Le Festival du Cinéma Américain de Deauville a cette capacité singulière de faire dialoguer toutes les époques du cinéma. En décernant cette année son prix du Nouvel Hollywood à Zoey Deutch, il saluait une actrice qui, de film en film, construit une carrière à la fois exigeante et populaire. Quelques heures plus tard, le public découvrait en avant-première Nouvelle Vague, le nouveau long métrage de Richard Linklater, dans lequel elle prête ses traits à Jean Seberg.

Synopsis : Ceci est l’histoire de Godard tournant « À bout de souffle », racontée dans le style et l’esprit de Godard tournant « À bout de souffle ».
Il fallait une certaine témérité pour s'aventurer sur un terrain aussi sacré. Revenir sur la naissance d'À bout de souffle, c'est toucher à l'un des instants fondateurs du cinéma moderne, à une œuvre dont chaque image semble appartenir autant à l'histoire qu'à la légende.

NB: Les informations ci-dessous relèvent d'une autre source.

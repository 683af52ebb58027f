use super::{codec, config, feature_doc, live_docs, store_with};
use crate::builder::VocabularyBuilder;
use crate::encoder::EncodedDescriptor;
use crate::store::DocumentStore;
use crate::structures::EncodingKind;

fn vlad(doc: &crate::document::Document, field: &str) -> Vec<f64> {
    let bytes = doc.get_first(field).and_then(|v| v.as_bytes()).unwrap();
    EncodedDescriptor::from_bytes(EncodingKind::Vlad, bytes)
        .unwrap()
        .as_vlad()
        .unwrap()
        .to_vec()
}

#[test]
fn test_vlad_build() {
    let dir = tempfile::tempdir().unwrap();
    let store = store_with(&[5, 3, 4, 6], 4);
    store.add_document(feature_doc("empty", &[])).unwrap();
    store.commit().unwrap();

    let mut cfg = config(dir.path(), 3);
    cfg.encoding = EncodingKind::Vlad;
    assert_eq!(cfg.workers(), 4);
    let builder = VocabularyBuilder::new(store.clone(), cfg, codec()).unwrap();
    let report = builder.build_vocabulary_and_encode().unwrap();
    assert_eq!(report.encoded, 5);
    assert!(
        builder
            .vocabulary_path()
            .to_string_lossy()
            .ends_with("vlad-surf-dog-k3.vwv")
    );

    let fields = builder.key().fields();
    assert!(fields.histogram.is_none());
    let docs = live_docs(&store);
    for (id, doc) in &docs {
        let v = vlad(doc, &fields.visual_words);
        assert_eq!(v.len(), 3 * 4);
        let norm = v.iter().map(|x| x * x).sum::<f64>().sqrt();
        if id == "empty" {
            assert_eq!(norm, 0.0);
        } else {
            // No featured document sits exactly on its centroids
            assert!((norm - 1.0).abs() < 1e-9, "{id}: {norm}");
        }
    }
}

#[test]
fn test_bovw_and_vlad_share_a_store() {
    let dir = tempfile::tempdir().unwrap();
    let store = store_with(&[4, 4, 4, 4], 2);

    let bovw = VocabularyBuilder::new(store.clone(), config(dir.path(), 2), codec()).unwrap();
    bovw.build_vocabulary_and_encode().unwrap();

    let mut cfg = config(dir.path(), 2);
    cfg.encoding = EncodingKind::Vlad;
    let vlad_builder = VocabularyBuilder::new(store.clone(), cfg, codec()).unwrap();
    vlad_builder.build_vocabulary_and_encode().unwrap();

    assert_ne!(bovw.vocabulary_path(), vlad_builder.vocabulary_path());
    assert!(bovw.vocabulary_path().exists());
    assert!(vlad_builder.vocabulary_path().exists());

    let bovw_fields = bovw.key().fields();
    let vlad_fields = vlad_builder.key().fields();
    for doc in live_docs(&store).values() {
        assert!(doc.get_first(&bovw_fields.visual_words).is_some());
        assert!(doc.get_first(&vlad_fields.visual_words).is_some());
    }
    assert_eq!(store.num_docs().unwrap(), 4);
}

Richard Linklater évite pourtant l'écueil de la commémoration solennelle. Plutôt que de figer ces figures mythiques dans le marbre, il leur restitue leur jeunesse, leurs doutes, leur insouciance et leur incroyable liberté créatrice.
Le pari est d'autant plus audacieux que le réalisateur américain ne cherche jamais à expliquer Jean-Luc Godard ni à dresser son portrait psychologique. Son personnage demeure volontairement insaisissable, traversant le récit comme une force en mouvement davantage qu'un homme que l'on pourrait entièrement comprendre. Cette distance est moins une faiblesse qu'un choix de mise en scène : ce qui intéresse Linklater n'est pas tant le mystère de Godard que l'énergie collective qui permit à une poignée de jeunes artistes de réinventer le langage cinématographique.

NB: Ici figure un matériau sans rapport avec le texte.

//! K-means clustering of local features into a vocabulary
//!
//! Engines follow an incremental contract: features are added document
//! by document, `init` seeds the centroids, each `step` runs one Lloyd
//! iteration and returns the stress, and `centers` snapshots the result
//! as a [`Vocabulary`]. The caller owns the iteration loop, normally via
//! [`run_to_convergence`].

mod kmeans;
mod lloyd;
mod parallel;

pub use kmeans::KMeans;
pub use parallel::ParallelKMeans;

use serde::{Deserialize, Serialize};

use crate::DocId;
use crate::error::Result;
use crate::features::{Distance, LocalFeatureSet};
use crate::progress::CancellationToken;
use crate::structures::Vocabulary;

/// Incremental k-means engine
pub trait ClusteringEngine: Send {
    /// Add the local features of one document
    fn add(&mut self, doc: DocId, features: &LocalFeatureSet) -> Result<()>;

    /// Number of features added so far
    fn feature_count(&self) -> usize;

    fn num_clusters(&self) -> usize;

    /// Seed the centroids
    ///
    /// Fails with `InsufficientFeatures` when fewer than `k` features
    /// were added.
    fn init(&mut self) -> Result<()>;

    /// One Lloyd iteration; returns the total distance of every feature
    /// to its assigned centroid
    fn step(&mut self) -> Result<f64>;

    fn centers(&self) -> Result<Vocabulary>;
}

/// How initial centroids are chosen
#[derive(Debug, Clone, Copy, PartialEq, Eq, Default, Serialize, Deserialize)]
#[serde(rename_all = "snake_case")]
pub enum Seeding {
    /// k distinct features chosen uniformly
    #[default]
    Random,
    /// k-means++ D² weighting
    #[serde(rename = "kmeans++", alias = "kmeans_plus_plus")]
    KMeansPlusPlus,
}

impl std::str::FromStr for Seeding {
    type Err = crate::Error;

    fn from_str(s: &str) -> Result<Self> {
        match s.to_ascii_lowercase().as_str() {
            "random" => Ok(Seeding::Random),
            "kmeans++" | "kmeanspp" | "plusplus" => Ok(Seeding::KMeansPlusPlus),
            other => Err(crate::Error::Config(format!("unknown seeding '{other}'"))),
        }
    }
}

/// Engine selection
#[derive(Debug, Clone, Copy, PartialEq, Eq, Default, Serialize, Deserialize)]
#[serde(rename_all = "snake_case")]
pub enum EngineKind {
    Single,
    /// Rayon pool with the given thread count, 0 for one per CPU
    Parallel { threads: usize },
    /// Rayon pool with one thread per CPU
    #[default]
    Auto,
}

impl EngineKind {
    pub fn build(
        self,
        k: usize,
        distance: Distance,
        seeding: Seeding,
        seed: Option<u64>,
    ) -> Result<Box<dyn ClusteringEngine>> {
        let engine: Box<dyn ClusteringEngine> = match self {
            EngineKind::Single => {
                let km = KMeans::new(k, distance)?.with_seeding(seeding);
                Box::new(match seed {
                    Some(seed) => km.with_seed(seed),
                    None => km,
                })
            }
            EngineKind::Parallel { threads } => {
                Box::new(Self::parallel(k, distance, seeding, seed, threads)?)
            }
            EngineKind::Auto => Box::new(Self::parallel(k, distance, seeding, seed, 0)?),
        };
        Ok(engine)
    }

    fn parallel(
        k: usize,
        distance: Distance,
        seeding: Seeding,
        seed: Option<u64>,
        threads: usize,
    ) -> Result<ParallelKMeans> {
        let threads = if threads == 0 {
            num_cpus::get()
        } else {
            threads
        };
        let km = ParallelKMeans::new(k, distance, threads)?.with_seeding(seeding);
        Ok(match seed {
            Some(seed) => km.with_seed(seed),
            None => km,
        })
    }
}

impl std::str::FromStr for EngineKind {
    type Err = crate::Error;

    fn from_str(s: &str) -> Result<Self> {
        let lower = s.to_ascii_lowercase();
        match lower.as_str() {
            "single" => Ok(EngineKind::Single),
            "parallel" | "auto" => Ok(EngineKind::Auto),
            other => match other.strip_prefix("parallel:").map(str::parse::<usize>) {
                Some(Ok(threads)) => Ok(EngineKind::Parallel { threads }),
                _ => Err(crate::Error::Config(format!("unknown engine '{other}'"))),
            },
        }
    }
}

/// Stopping rule for the Lloyd iterations
#[derive(Debug, Clone, Copy, PartialEq, Serialize, Deserialize)]
#[serde(default)]
pub struct Convergence {
    pub min_steps: usize,
    pub max_steps: usize,
    /// Lower bound of the stress-delta threshold
    pub min_threshold: f64,
    /// Threshold grows by one per this many features
    pub features_per_unit: f64,
}

impl Default for Convergence {
    fn default() -> Self {
        Self {
            min_steps: 2,
            max_steps: 12,
            min_threshold: 20.0,
            features_per_unit: 1000.0,
        }
    }
}

impl Convergence {
    pub fn threshold(&self, feature_count: usize) -> f64 {
        (feature_count as f64 / self.features_per_unit).max(self.min_threshold)
    }
}

/// Outcome of a clustering run
#[derive(Debug, Clone, PartialEq, Serialize)]
pub struct ClusteringReport {
    pub steps: usize,
    /// Stress after each step
    pub stress: Vec<f64>,
    /// The stress delta fell under the threshold before `max_steps`
    pub converged: bool,
    pub feature_count: usize,
}

/// Seed `engine` and iterate until the stress settles
///
/// `on_step` receives the step number (from 1) and its stress.
pub fn run_to_convergence(
    engine: &mut dyn ClusteringEngine,
    policy: &Convergence,
    cancel: &CancellationToken,
    mut on_step: impl FnMut(usize, f64),
) -> Result<ClusteringReport> {
    let feature_count = engine.feature_count();
    let threshold = policy.threshold(feature_count);
    let max_steps = policy.max_steps.max(policy.min_steps).max(1);

    cancel.check()?;
    engine.init()?;

    let mut stress = Vec::with_capacity(max_steps);
    let mut converged = false;
    while stress.len() < max_steps {
        cancel.check()?;
        let s = engine.step()?;
        stress.push(s);
        on_step(stress.len(), s);

        let n = stress.len();
        if n >= policy.min_steps.max(2) && (stress[n - 1] - stress[n - 2]).abs() <= threshold {
            converged = true;
            break;
        }
    }

    log::info!(
        "Clustering of {} features into {} clusters finished after {} steps (converged: {}, threshold: {:.1})",
        feature_count,
        engine.num_clusters(),
        stress.len(),
        converged,
        threshold
    );

    Ok(ClusteringReport {
        steps: stress.len(),
        stress,
        converged,
        feature_count,
    })
}

#[cfg(test)]
mod tests {
    use super::*;
    use crate::Error;

    /// Engine replaying a fixed stress sequence
    struct Scripted {
        stress: Vec<f64>,
        calls: usize,
        features: usize,
    }

    impl ClusteringEngine for Scripted {
        fn add(&mut self, _doc: DocId, features: &LocalFeatureSet) -> Result<()> {
            self.features += features.len();
            Ok(())
        }
        fn feature_count(&self) -> usize {
            self.features
        }
        fn num_clusters(&self) -> usize {
            1
        }
        fn init(&mut self) -> Result<()> {
            Ok(())
        }
        fn step(&mut self) -> Result<f64> {
            let s = self.stress[self.calls.min(self.stress.len() - 1)];
            self.calls += 1;
            Ok(s)
        }
        fn centers(&self) -> Result<Vocabulary> {
            Err(Error::Internal("scripted".to_string()))
        }
    }

    fn scripted(stress: &[f64]) -> Scripted {
        Scripted {
            stress: stress.to_vec(),
            calls: 0,
            features: 10,
        }
    }

    #[test]
    fn test_runs_at_least_two_steps() {
        let mut engine = scripted(&[5.0, 5.0, 5.0]);
        let report = run_to_convergence(
            &mut engine,
            &Convergence::default(),
            &CancellationToken::new(),
            |_, _| {},
        )
        .unwrap();
        assert_eq!(report.steps, 2);
        assert!(report.converged);
    }

    #[test]
    fn test_stops_after_max_steps() {
        let stress: Vec<f64> = (0..20).map(|i| 10_000.0 - i as f64 * 100.0).collect();
        let mut engine = scripted(&stress);
        let mut seen = Vec::new();
        let report = run_to_convergence(
            &mut engine,
            &Convergence::default(),
            &CancellationToken::new(),
            |step, _| seen.push(step),
        )
        .unwrap();
        assert_eq!(report.steps, 12);
        assert!(!report.converged);
        assert_eq!(seen, (1..=12).collect::<Vec<_>>());
    }

    #[test]
    fn test_threshold_scales_with_features() {
        let policy = Convergence::default();
        assert_eq!(policy.threshold(500), 20.0);
        assert_eq!(policy.threshold(100_000), 100.0);
    }

    #[test]
    fn test_cancelled_before_init() {
        let mut engine = scripted(&[1.0]);
        let token = CancellationToken::new();
        token.cancel();
        let err = run_to_convergence(&mut engine, &Convergence::default(), &token, |_, _| {})
            .unwrap_err();
        assert!(matches!(err, Error::Cancelled));
        assert_eq!(engine.calls, 0);
    }

    #[test]
    fn test_parse_engine_and_seeding() {
        assert_eq!("single".parse::<EngineKind>().unwrap(), EngineKind::Single);
        assert_eq!(
            "parallel:3".parse::<EngineKind>().unwrap(),
            EngineKind::Parallel { threads: 3 }
        );
        assert!("gpu".parse::<EngineKind>().is_err());
        assert_eq!(
            "kmeans++".parse::<Seeding>().unwrap(),
            Seeding::KMeansPlusPlus
        );
    }

    #[test]
    fn test_real_engine_converges_with_k_centroids() {
        let mut engine = EngineKind::Single
            .build(3, Distance::Euclidean, Seeding::KMeansPlusPlus, Some(9))
            .unwrap();
        for doc in 0..3u32 {
            let features = (0..20)
                .map(|i| vec![doc as f64 * 100.0 + (i % 4) as f64, (i / 4) as f64])
                .collect();
            engine
                .add(doc, &LocalFeatureSet::from_features(features).unwrap())
                .unwrap();
        }
        let report = run_to_convergence(
            engine.as_mut(),
            &Convergence::default(),
            &CancellationToken::new(),
            |_, _| {},
        )
        .unwrap();
        assert!(report.steps >= 2 && report.steps <= 12);
        assert_eq!(report.feature_count, 60);
        assert_eq!(engine.centers().unwrap().num_clusters(), 3);
    }
}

Le dispositif adopté est particulièrement stimulant. Le noir et blanc, le format de l'image, les mouvements de caméra, le rythme du montage ou encore les ruptures de ton évoquent constamment l'univers de la Nouvelle Vague sans jamais donner l'impression d'un simple exercice d'imitation. Le film emprunte certaines de ses libertés formelles pour mieux retrouver l'esprit d'invention qui animait cette génération. Il ne copie pas une esthétique : il tente d'en retrouver l'élan.
Cette vitalité irrigue chaque séquence. Les discussions passionnées sur le cinéma, les tournages improvisés dans les rues de Paris, les contraintes budgétaires transformées en opportunités créatives rappellent combien certaines révolutions artistiques naissent moins de moyens considérables que d'une confiance absolue dans le pouvoir des idées.
Le casting participe largement à cette réussite. Guillaume Marbeck compose un Jean-Luc Godard étonnamment crédible sans tomber dans la caricature. Derrière les célèbres lunettes noires affleure constamment une intelligence en ébullition, parfois déroutante, souvent fascinante. Aubry Dullin restitue toute la décontraction de Jean-Paul Belmondo, tandis qu'Adrien Rouyard campe un François Truffaut dont la bienveillance contraste avec le tempérament plus radical de Godard.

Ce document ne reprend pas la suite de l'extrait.